LP | Meu grande amor é Gaston Bachelard, filósofo e poeta, que em seu trabalho noturno (como ele chamava seus estudos sobre a literatura) escreveu sobre a imaginação, as poéticas dos elementos e sobre o instante. Conheci ele num dia em que decidi andar pela biblioteca sem destino, deixando os livros me chamarem. Gosto muito porque o que Bachê faz é nos mostrar como a poesia é primordial e alquimista a partir da análise de diversos escritores, principalmente os simbolistas. Conheci Paul Valéry através de Bachelard. A psicanálise, principalmente Lacan, também tem me inspirado muito a escrita com os estudos da linguagem e do desejo.
Duas poetas que sempre retornam são Ana Cristina César e Hilda Hilst. Às vezes escuto a Ana Cristina declamando quando leio os poemas dela, vale escutar o sotaque carioca no YouTube. Me tocam as temáticas e a estética, do tipo de escrita que repercute imediatamente em mim. Me identifico com alguns poemas como se pudesse vestir o corpo deles e porque me encontram no instante em que preciso. Clarice Lispector também tem esse efeito, principalmente Um Sopro de Vida e Água-Viva.
Agora, fazia alguns meses que não sentia a pulsão procriativa dentro da literatura até que tive um encontro com o livro Bruxaria Apocalíptica, de Peter Grey, em que ele nos incita a poesia como feitiço e como insurgência dos marginalizados, como o rugir da selva no coração da cidade. Esse foi um livro que mudou completamente o rumo da minha escrita, principalmente porque não me sentia numa poesia social como conhecia, apesar de sentir um impulso de gritar meu descontentamento.
Dentre as pessoas que conheci por aí destaco os artistas visuais e poetas Thadeu Dias e Virginia di Lauro, que tem sido uma fonte de inspiração diária pela criatividade, sensibilidade e verdade de suas criações, além de Laís Efstathiadis, de descendência grega-espanhola, poeta daninha do Bixiga em São Paulo e que consegue misturar raiva, tesão e lirismo duma forma que só conheci na poesia dela.

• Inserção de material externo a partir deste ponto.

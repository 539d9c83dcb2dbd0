use std::sync::Arc;
use std::time::Duration;

use crossterm::event::{KeyCode, KeyEvent, KeyModifiers};

use ci_chat::{
    CannedResponder, ChatError, ConversationSession, Reply, ReplyDispatcher, ThinkingDelay, Ticket,
};
use ci_core::filters::{CallType, FilterSelection};
use ci_core::report::ReportStore;

/// Tab names displayed in the header.
pub const TAB_NAMES: &[&str] = &[
    "Overview",
    "Funnel & Threats",
    "Deal Blockers",
    "Battlecard",
    "Recommendations",
    "Ask",
];

pub const BLOCKERS_TAB: usize = 2;
pub const BATTLECARD_TAB: usize = 3;
pub const RECOMMENDATIONS_TAB: usize = 4;
/// The chat tab captures printable keys for its input line.
pub const ASK_TAB: usize = 5;

// ---------------------------------------------------------------------------
// App
// ---------------------------------------------------------------------------

pub struct App {
    pub current_tab: usize,
    pub should_quit: bool,
    pub show_help: bool,

    /// Per-tab selected index for list navigation.
    pub selected_index: usize,

    // Data
    pub report: ReportStore,
    pub filters: FilterSelection,

    // Chat
    pub session: ConversationSession,
    pub input: String,
    /// One-line feedback shown above the chat input.
    pub notice: Option<String>,
    dispatcher: ReplyDispatcher,
}

impl App {
    pub fn new(filters: FilterSelection, delay: ThinkingDelay) -> Self {
        Self {
            current_tab: 0,
            should_quit: false,
            show_help: false,
            selected_index: 0,
            report: ReportStore::new(),
            filters,
            session: ConversationSession::new(),
            input: String::new(),
            notice: None,
            dispatcher: ReplyDispatcher::new(Arc::new(CannedResponder::new()), delay),
        }
    }

    /// Default filters and no thinking pause.
    pub fn demo() -> Self {
        Self::new(FilterSelection::default(), ThinkingDelay::none())
    }

    pub fn on_key(&mut self, key: KeyEvent) {
        if key.code == KeyCode::Char('c') && key.modifiers.contains(KeyModifiers::CONTROL) {
            self.quit();
            return;
        }

        // Help modal intercepts Esc and ?
        if self.show_help {
            match key.code {
                KeyCode::Char('?') | KeyCode::Esc | KeyCode::F(1) => self.show_help = false,
                _ => {}
            }
            return;
        }

        // Tab / Shift-Tab and F1 work everywhere, including the Ask input.
        match key.code {
            KeyCode::Tab => {
                self.next_tab();
                return;
            }
            KeyCode::BackTab => {
                self.prev_tab();
                return;
            }
            KeyCode::F(1) => {
                self.show_help = true;
                return;
            }
            _ => {}
        }

        if self.current_tab == ASK_TAB {
            self.on_ask_key(key);
            return;
        }

        match key.code {
            KeyCode::Char('q') => self.quit(),

            // Tab switching: 1-6
            KeyCode::Char(c @ '1'..='9') => {
                let idx = (c as usize) - ('1' as usize);
                self.set_tab(idx);
            }

            // List navigation
            KeyCode::Char('j') | KeyCode::Down => self.select_next(),
            KeyCode::Char('k') | KeyCode::Up => self.select_prev(),

            // Sidebar filters
            KeyCode::Char('g') => self.cycle_region(),
            KeyCode::Char('s') => self.toggle_call_type(CallType::Sales),
            KeyCode::Char('t') => self.toggle_call_type(CallType::InternalTraining),

            KeyCode::Char('?') => self.show_help = true,

            _ => {}
        }
    }

    fn on_ask_key(&mut self, key: KeyEvent) {
        match key.code {
            KeyCode::Enter => {
                if let Err(e) = self.submit_input() {
                    self.notice = Some(match e {
                        ChatError::EmptyQuery => "Type a question first".to_string(),
                        ChatError::ReplyPending { .. } => {
                            "Still thinking... (Esc to cancel)".to_string()
                        }
                    });
                }
            }
            KeyCode::Esc => {
                if self.cancel_pending().is_none() {
                    self.input.clear();
                }
            }
            KeyCode::Backspace => {
                self.input.pop();
            }
            KeyCode::Char(c) if !key.modifiers.contains(KeyModifiers::CONTROL) => {
                self.input.push(c);
            }
            _ => {}
        }
    }

    // -----------------------------------------------------------------------
    // Navigation
    // -----------------------------------------------------------------------

    pub fn set_tab(&mut self, idx: usize) {
        if idx < TAB_NAMES.len() && idx != self.current_tab {
            self.current_tab = idx;
            self.selected_index = 0;
            tracing::debug!(tab = TAB_NAMES[idx], "tab changed");
        }
    }

    pub fn next_tab(&mut self) {
        self.set_tab((self.current_tab + 1) % TAB_NAMES.len());
    }

    pub fn prev_tab(&mut self) {
        let idx = if self.current_tab == 0 {
            TAB_NAMES.len() - 1
        } else {
            self.current_tab - 1
        };
        self.set_tab(idx);
    }

    pub fn select_next(&mut self) {
        let max = self.current_list_len();
        if max > 0 && self.selected_index < max - 1 {
            self.selected_index += 1;
        }
    }

    pub fn select_prev(&mut self) {
        self.selected_index = self.selected_index.saturating_sub(1);
    }

    /// Returns the length of the selectable list on the current tab.
    pub fn current_list_len(&self) -> usize {
        match self.current_tab {
            BLOCKERS_TAB => self.report.blocker_reasons().len(),
            BATTLECARD_TAB => self.report.battlecard_rows().len(),
            RECOMMENDATIONS_TAB => self.report.recommendations().len(),
            _ => 0,
        }
    }

    // -----------------------------------------------------------------------
    // Filters (display only)
    // -----------------------------------------------------------------------

    pub fn cycle_region(&mut self) {
        self.filters.cycle_region();
        tracing::debug!(region = %self.filters.region, "region changed (report is not filtered)");
    }

    pub fn toggle_call_type(&mut self, call_type: CallType) {
        let on = self.filters.toggle_call_type(call_type);
        tracing::debug!(%call_type, selected = on, "call type toggled (report is not filtered)");
    }

    // -----------------------------------------------------------------------
    // Chat
    // -----------------------------------------------------------------------

    pub fn thinking_delay(&self) -> ThinkingDelay {
        self.dispatcher.delay()
    }

    pub fn is_thinking(&self) -> bool {
        self.dispatcher.is_pending()
    }

    /// Send the contents of the input line.
    pub fn submit_input(&mut self) -> Result<Ticket, ChatError> {
        let query = self.input.clone();
        let ticket = self.ask(&query)?;
        self.input.clear();
        Ok(ticket)
    }

    /// Record the user's turn and start a reply for it.
    pub fn ask(&mut self, query: &str) -> Result<Ticket, ChatError> {
        let ticket = self.dispatcher.dispatch(query)?;
        self.session.push_user(query);
        self.notice = None;
        Ok(ticket)
    }

    /// Drain a finished reply into the transcript without blocking.
    pub fn poll_replies(&mut self) -> Option<Reply> {
        let reply = self.dispatcher.try_recv()?;
        self.accept_reply(reply)
    }

    /// Block up to `timeout` for the in-flight reply.
    pub fn wait_for_reply(&mut self, timeout: Duration) -> Option<Reply> {
        let reply = self.dispatcher.recv_timeout(timeout)?;
        self.accept_reply(reply)
    }

    pub fn cancel_pending(&mut self) -> Option<Ticket> {
        let ticket = self.dispatcher.cancel()?;
        self.notice = Some("Reply cancelled".to_string());
        Some(ticket)
    }

    fn accept_reply(&mut self, reply: Reply) -> Option<Reply> {
        self.session.push_assistant(&reply.content);
        tracing::info!(ticket = reply.ticket, topic = ?reply.topic, "reply received");
        Some(reply)
    }

    pub fn quit(&mut self) {
        self.cancel_pending();
        self.should_quit = true;
    }
}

FM | Tenho percebido que, sobretudo em poetas nascidos a partir de 1980, há um renascimento na lírica brasileira, que é tanto na densidade da escrita, quanto na definição de uma voz própria, quanto no sentido de uma solidariedade explícita, sem que isto reflita a existência de um movimento. O que observas a este respeito?

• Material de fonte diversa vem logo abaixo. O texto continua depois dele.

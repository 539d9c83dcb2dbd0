//! Core types for the competitive intelligence report: the hardcoded report
//! content, the sidebar filter selection, and the TOML configuration.

pub mod config;
pub mod filters;
pub mod report;

pub use config::{Config, ConfigError};
pub use filters::{CallType, FilterError, FilterSelection, Region};
pub use report::ReportStore;
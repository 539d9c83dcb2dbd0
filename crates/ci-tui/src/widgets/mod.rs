pub mod gauge_bar;
pub mod help_modal;
pub mod sidebar;
pub mod status_bar;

LP | Eu vejo duas movimentações mais delineadas, que é a de uma poesia periférica, essencialmente insurgente e social, que se manifesta através da escrita em redes sociais e zines, mas que realmente ganha um corpo característico nos Slams. Existe um ritmo de composição dos versos e de declamação muito próprio do hip-hop e que está presente como característica dos poetas que competem no Slam, como a Luiza Romão, por exemplo. São poesias com muitos jogos de palavras e que te incitam a refletir sobre os corpos marginalizados e violentados na sociedade brasileira. Eu observo também uma proliferação que eu tenho chamado de “poesia gratiluz”, poemas-oração, poemas-feitiço, poemas auto-ajuda, que tem como característica elevar a autoestima de leitores e escritores ou mesmo trazer reflexões sobre espiritualidade e bem-viver. Esses caminhos poéticos tem sido muito replicados e trazem a sensação de que a poesia está em você e que todos temos potencial para poetizar. Sinto a poesia mais democrática, menos rebuscada, mais verdadeira, afinal, ninguém pode ditar o que é um verso e o que não é ou se as palavras estão ortodoxamente corretas, ela se forma e está ali, com ou sem título, é uma possibilidade dos corpos expressarem seus sentidos como sabem.
Ao mesmo tempo, tenho a sensação de que temos lido pouca literatura para além do que as que nos chegam às mãos (falo isso como juventude). Conhecemos Fernando Pessoa, Drummond, Sérgio Vaz, mas não ultrapassamos os cânones, best-sellers e nossas amizades poetas. Como resultado, a forma-poema estagna-se no que é possível postar em redes e as imagens (e o próprio verso) parecem se repetir em poetas diferentes.
Além disso, acho que a crise da informação que estamos vivendo é um fator para o qual precisamos olhar se quisermos ser lidos. Estamos produzindo muito e massificadamente, o que é maravilhoso, mas também excedente. Muito ou quase tudo se perde na montanha de produções, estamos num momento em que as possibilidades de exposição são inúmeras, mas há tantos autores e com tanta qualidade, tanto a ser lido o tempo inteiro, que há uma dificuldade em criar afetividade com as obras por mais que uma leitura, isso nos convoca a pensar na relação entre a perenidade do registro e na efemeridade do contato.
Em 2017, poetas anônimos se reuniram num documento online para um happening poético que acabou se chamando “Morte à Autoria” em que, por 72 horas, diversos poetas interviram e escreveram o mesmo mural. Acho que precisamos mais disso, poesia coletiva, transformar o modo como concebemos nossos processos criativos, encontrar outros caminhos de publicação e manifestação, desengessar o ato de escrever. Sexo entre eu-líricos, existe caminho mais fecundo para evolução do gênero poesia?


[ FOLHA DE VIDA ]

Laís Paiva (São Paulo, 1994). Poeta. Formada em Rádio e TV pela UNESP, transita entre as linguagens da literatura, da performance e das artes visuais. De sua arqueologia poética destaca-se Miocárdio, série de gemidos do coração e da vagina, iniciados em 2011 no tumblr. Em 2017, idealizou e integrou o acontecimento Morte À Autoria, happening online de poesia coletiva aberta à criação de poetas anônimos em um documento compartilhado. Publicou as zines Como Cultuar Uma Deusa, Até o inverno virar a esquina e 4 passos até o elevador e algumas crônicas verde-araucária. Atualmente, está finalizando o livro-objeto Densidade Reativa, primeiro da escritora. Outros escritos podem ser conferidos na página no Medium e no Instagram como @serpenser.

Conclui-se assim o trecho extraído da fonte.